The sloka that moved Rayaru to complete it

Millions of people across the globe, irrespective of their caste, country, religion or sex, burst into a two-lined stanza almost everyday. The two lines are perhaps the most popular hymn and there is a crescendo of this every Thursday when people gather in large numbers in temples of Raghavendra Swamy.
The two line which encapsulate the place that Raghavendra Swamy holds in our life are so simple that even a child can utter it.
These lines are,
“Poojyaaya Raghavendraiah, Satyadharma Rathayacha
Bhajatam Kalpavrukshaiah Namatham Kamadhenuve.”
These are the lines from the famous Poornabodha Stotra that Appanchacrya composed in honor of Raghavendra Swamy.
The entire stotra came out extempore from Appanacharya as he frantically swam across the Tunghabhadra to Mantralaya from Bichele. That day was August 8, 1761 and it was well past noon. Thus this beautiful sloka can be dated to a particular day and even date. 
Raghavendra Swamy and Appancharya had spent 12 years in Bichele. When the tome for entering Brindavana, drew near, Raghavendra Swamy knew that he would not be able to so if Appanacharya was near him.
Appanacharya had become totally devoted to Raghavendra Swamy. Though he was elder to Raghavendra Swamy by two years, he was totally involved in looking after the needs of Rayaru.
He prepared food for Rayaru, spoke and discussed philosophy and religion, listened to the scholastic discourse of Rayaru and even pressed his feet when Rayaru slept.
Rayaru sent Appanacharya on sanchara. He then decided to enter Brindavana at Mantralaya, just 14 kms away and on the other banks of the Tungabhadra.  
When Appanacharya returned to Bichale, he was told about how Raghavendra Swamy had decided to enter Brindavana. A grief-struck Appanacharya plunged into the raging Tungabhadra which was in floods then.
The Tungabhadra
Appanacharya had no concern about his safety. He had a prayer to Raghavendra on his lips and he decided to swim to the other bank of the Tungabhadra.

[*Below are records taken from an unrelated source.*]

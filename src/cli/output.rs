//! Shared CLI output helpers.
//!
//! Color scheme (respects NO_COLOR):
//! - Green: success, checkmarks
//! - Red: errors
//! - Yellow: warnings
//! - Cyan: scopes, apps, hints
//! - Dimmed: secondary info

use console::style;
use std::fmt::Display;

/// Check if color output is disabled via NO_COLOR env var.
fn colors_enabled() -> bool {
    std::env::var_os("NO_COLOR").is_none()
}

/// Print a success message with checkmark (green).
///
/// Example: `✓ console auth opened`
pub fn success(msg: &str) {
    if colors_enabled() {
        println!("{} {}", style("✓").green(), msg);
    } else {
        println!("✓ {}", msg);
    }
}

/// Print an error message to stderr (red).
///
/// Example: `✗ login failed`
pub fn error(msg: &str) {
    if colors_enabled() {
        eprintln!("{} {}", style("✗").red().for_stderr(), msg);
    } else {
        eprintln!("✗ {}", msg);
    }
}

/// Print a warning message (yellow).
///
/// Example: `⚠ registry was not restarted`
pub fn warn(msg: &str) {
    if colors_enabled() {
        println!("{} {}", style("⚠").yellow(), msg);
    } else {
        println!("⚠ {}", msg);
    }
}

/// Print a hint message (cyan).
///
/// Example: `→ restart the registry container manually`
pub fn hint(msg: &str) {
    if colors_enabled() {
        println!("{} {}", style("→").cyan(), style(msg).cyan());
    } else {
        println!("→ {}", msg);
    }
}

/// Print a key-value pair (label dimmed, value bold).
///
/// Example: `  console  open`
pub fn kv(label: &str, value: impl Display) {
    if colors_enabled() {
        println!("  {}  {}", style(label).dim(), style(value).bold());
    } else {
        println!("  {}  {}", label, value);
    }
}

/// Print a dimmed/secondary message.
pub fn dimmed(msg: &str) {
    if colors_enabled() {
        println!("{}", style(msg).dim());
    } else {
        println!("{}", msg);
    }
}

/// Format a scope or app name in cyan.
pub fn name(n: &str) -> String {
    if colors_enabled() {
        style(n).cyan().to_string()
    } else {
        n.to_string()
    }
}
//! Close command - disable console and/or registry auth.

use tracing::info;

use crate::cli::{scope_controller, summarize, Exit};
use crate::core::config::Settings;
use crate::core::types::ScopeSelector;
use crate::error::Result;

/// Disable auth for the selected scopes.
pub fn execute(settings: &Settings, selector: ScopeSelector) -> Result<Exit> {
    info!(%selector, "ready to close auth");
    let controller = scope_controller(settings)?;
    let report = controller.close_selected(selector);

    Ok(summarize(&report))
}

He then composed the 32-stanza Poornabodha Stotra of which these two lines are a part. The entire stotra was composed as Appanacharya battled the surge of water to be near his beloved Rayaru.

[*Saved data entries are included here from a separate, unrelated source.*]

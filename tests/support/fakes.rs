//! In-process fakes for the external collaborators.
//!
//! Fakes that share a [`Journal`] append to it, so tests can assert on the
//! interleaving of calls and pauses.

use std::cell::RefCell;
use std::rc::Rc;
use std::time::Duration;

use lain_auth::core::container::ContainerController;
use lain_auth::core::directory::AppDirectory;
use lain_auth::core::pause::Sleeper;
use lain_auth::core::sso::SsoClient;
use lain_auth::core::store::{ConfigStore, Memory};
use lain_auth::core::types::{App, AuthToken, ContainerId, SsoGroup};
use lain_auth::error::{Error, Result};

/// Ordered record of calls made to the fakes.
#[derive(Clone, Default)]
pub struct Journal(Rc<RefCell<Vec<String>>>);

impl Journal {
    pub fn push(&self, entry: impl Into<String>) {
        self.0.borrow_mut().push(entry.into());
    }

    pub fn entries(&self) -> Vec<String> {
        self.0.borrow().clone()
    }

    pub fn count(&self, prefix: &str) -> usize {
        self.0
            .borrow()
            .iter()
            .filter(|e| e.starts_with(prefix))
            .count()
    }
}

/// Records pauses instead of sleeping.
#[derive(Default)]
pub struct RecordingSleeper {
    pub journal: Journal,
}

impl Sleeper for RecordingSleeper {
    fn sleep(&self, duration: Duration) {
        self.journal.push(format!("sleep {}s", duration.as_secs()));
    }
}

/// Container controller with one optional container.
pub struct FakeContainers {
    pub journal: Journal,
    /// Id returned by `find_container`, `None` when nothing runs.
    pub running: Option<String>,
    pub fail_stop: bool,
    pub fail_start: bool,
}

impl FakeContainers {
    pub fn running(id: &str) -> Self {
        Self {
            journal: Journal::default(),
            running: Some(id.to_string()),
            fail_stop: false,
            fail_start: false,
        }
    }

    pub fn missing() -> Self {
        Self {
            running: None,
            ..Self::running("")
        }
    }

    pub fn failing_start(id: &str) -> Self {
        Self {
            fail_start: true,
            ..Self::running(id)
        }
    }
}

impl ContainerController for FakeContainers {
    fn find_container(&self, filter: &str) -> Result<Option<ContainerId>> {
        self.journal.push(format!("find {}", filter));
        Ok(self.running.clone().map(ContainerId))
    }

    fn stop(&self, id: &ContainerId) -> Result<()> {
        self.journal.push(format!("stop {}", id));
        if self.fail_stop {
            return Err(Error::Io(std::io::Error::new(
                std::io::ErrorKind::Other,
                "daemon unreachable",
            )));
        }
        Ok(())
    }

    fn start(&self, id: &ContainerId) -> Result<()> {
        self.journal.push(format!("start {}", id));
        if self.fail_start {
            return Err(Error::Io(std::io::Error::new(
                std::io::ErrorKind::Other,
                "daemon unreachable",
            )));
        }
        Ok(())
    }
}

/// Store that rejects writes and deletes for some keys.
#[derive(Default)]
pub struct FlakyStore {
    pub inner: Memory,
    pub broken_keys: Vec<String>,
}

impl FlakyStore {
    pub fn breaking(keys: &[&str]) -> Self {
        Self {
            inner: Memory::new(),
            broken_keys: keys.iter().map(|k| k.to_string()).collect(),
        }
    }

    fn check(&self, key: &str) -> Result<()> {
        if self.broken_keys.iter().any(|k| k == key) {
            return Err(Error::ConfigWriteFailed {
                key: key.to_string(),
                reason: "etcd answered 500 Internal Server Error".to_string(),
            });
        }
        Ok(())
    }
}

impl ConfigStore for FlakyStore {
    fn read(&self, key: &str) -> Result<Option<String>> {
        self.inner.read(key)
    }

    fn write(&self, key: &str, value: &str) -> Result<()> {
        self.check(key)?;
        self.inner.write(key, value)
    }

    fn delete(&self, key: &str) -> Result<()> {
        self.check(key)?;
        self.inner.delete(key)
    }
}

/// SSO client that fails for chosen group fullnames.
#[derive(Default)]
pub struct FakeSso {
    pub journal: Journal,
    /// Apps whose group creation fails; matched on the fullname suffix.
    pub failing_apps: Vec<String>,
    pub created: RefCell<Vec<SsoGroup>>,
}

impl FakeSso {
    pub fn failing_for(journal: Journal, apps: &[&str]) -> Self {
        Self {
            journal,
            failing_apps: apps.iter().map(|a| a.to_string()).collect(),
            created: RefCell::default(),
        }
    }
}

impl SsoClient for FakeSso {
    fn create_group(&self, _token: &AuthToken, group: &SsoGroup) -> Result<()> {
        self.journal.push(format!("create {}", group.fullname));
        if self
            .failing_apps
            .iter()
            .any(|app| group.fullname.ends_with(&format!(": {}", app)))
        {
            return Err(Error::GroupCreateFailed {
                group: group.name.clone(),
                reason: "409 Conflict: group exists".to_string(),
            });
        }
        self.created.borrow_mut().push(group.clone());
        Ok(())
    }
}

/// Directory that cannot be reached.
pub struct DownDirectory;

impl AppDirectory for DownDirectory {
    fn list_apps(&self, _token: &AuthToken) -> Result<Vec<App>> {
        Err(Error::DirectoryUnavailable(
            "connection refused".to_string(),
        ))
    }
}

The commencement of the stotra is from the very Japada Katte which can still be seen in Bichele. The final wording of the stotra was in front of the Brindavana of Ragjhavendra in Mantralaya.
When Appanacharya completed the last but one line, the final slab was placed on the Brindavana of Raghavendra Swamy. A tearful Appanacharya was unable to complete the stotra and he fell onto the Brindavan, weeping inconsolably and calling out to his dear friend, philosopher and Guru.

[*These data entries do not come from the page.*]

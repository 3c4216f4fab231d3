//! Tests for error handling and CLI flags.

use crate::support::*;
use predicates::prelude::*;

#[test]
fn test_help_lists_commands() {
    let stub = HttpStub::start();
    let t = Test::new(&stub);

    t.cmd()
        .arg("--help")
        .assert()
        .success()
        .stdout(predicate::str::contains("open"))
        .stdout(predicate::str::contains("close"))
        .stdout(predicate::str::contains("init"));
}

#[test]
fn test_version_flag() {
    let stub = HttpStub::start();
    let t = Test::new(&stub);

    t.cmd()
        .arg("--version")
        .assert()
        .success()
        .stdout(predicate::str::contains("lain-auth"));
}

#[test]
fn test_unknown_scope_rejected() {
    let stub = HttpStub::start();
    let t = Test::new(&stub);

    t.cmd()
        .args(["open", "--scope", "gitlab"])
        .assert()
        .failure()
        .stderr(predicate::str::contains("invalid value"));

    assert!(stub.requests().is_empty());
}

#[test]
fn test_broken_settings_file() {
    let t = Test::with_settings("[etcd\nauthority = ");

    let output = t.status("all");
    assert_exit(&output, 1);
    assert_stderr_contains(&output, "toml parse error");
    assert_stdout_contains(&output, "fix the settings file");
}

#[test]
fn test_invalid_etcd_authority() {
    let t = Test::with_settings("[etcd]\nauthority = \"etcd.lain:http\"\n");

    let output = t.close("console");
    assert_exit(&output, 1);
    assert_stderr_contains(&output, "invalid etcd authority");
}

#[test]
fn test_env_overrides_settings_file() {
    let stub = HttpStub::start();
    let t = Test::with_settings("[etcd]\nauthority = \"etcd.lain:http\"\n");

    // the broken authority from the file is replaced before validation
    let output = t
        .cmd()
        .args(["status", "--scope", "console"])
        .env("CONSOLE_ETCD_HOST", stub.authority())
        .output()
        .unwrap();

    assert_exit(&output, 0);
    assert_stdout_contains(&output, "console  closed");
}

#[test]
fn test_unreachable_etcd_fails_scope() {
    let t = Test::with_settings(
        "request_timeout_secs = 2\n[etcd]\nauthority = \"127.0.0.1:1\"\n",
    );

    let output = t.open("console");
    assert_exit(&output, 1);
    assert_stderr_contains(&output, "console auth open failed");
}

The Poornabodha Sloka or Stotra had not been completed as Appanacharya had stopped singing after saying,
“Yobhaktya Gururaghavendra charanadwandam smaran
yaha pathaet
Stotram divyamidamsada nahi bhavaettasya asukham kinchan
kimtvishtartha samruddhireva kamalanatha prasadodayaat
kirti digvidita vibhutiratula”.
Raghavendra Swamy is believed to have shown himself to Appancharya and completed the stotra saying “Sakshee Hayastotra Hee”.
Raghavendra Swamy was so moved by the devotion of Appanacharya that he is believed to have helped Appanacharya navigate the Tungabhadra without drowning. This was his first miracle even as he was sitting in the Brindavana and his devotees were placing the stones to close the structure.    
Thus the sloka, also called the Raghavendra Sloka or Guru Sloka, which began at Bichele, ended at the Brindavana of Rayaru in Mantralaya. The commencement of the sloka was at the favourite Japada katte in Bichele and it ended with Rayaru himself signaling the comnpletion of the Sloka.  
The Japada Katte has suffered little damage during the October 2009 floods that ravaged Bichele, Mantralaya and several villages and towns of Kurnool.
If you happen to visit Bichele, you can meet one of the descendents of Appanacharya who will show you the place from where Appanacharya plunged into the raging Tungabhadra. This was the very place of the Skola.
The Sloka is so full of devotion and respect that it has become the most popular lines of all times. You can see it  everywhere-in almost all the Raghavendra Swamy temples, in books on Raghavendra Swamy and most of all on the lips of million and million of people.

The image of Rayaru

Thus this sloka is important for several things. First and foremost, it helped Appanacharya cross the river. Second, it showed that devotion could move even those who could not be seen. Thirdly, it was completed by Rayaru even when he was not physically not present. The voice from the Brindavana which completed the sloka shows us that devotion can move anybody.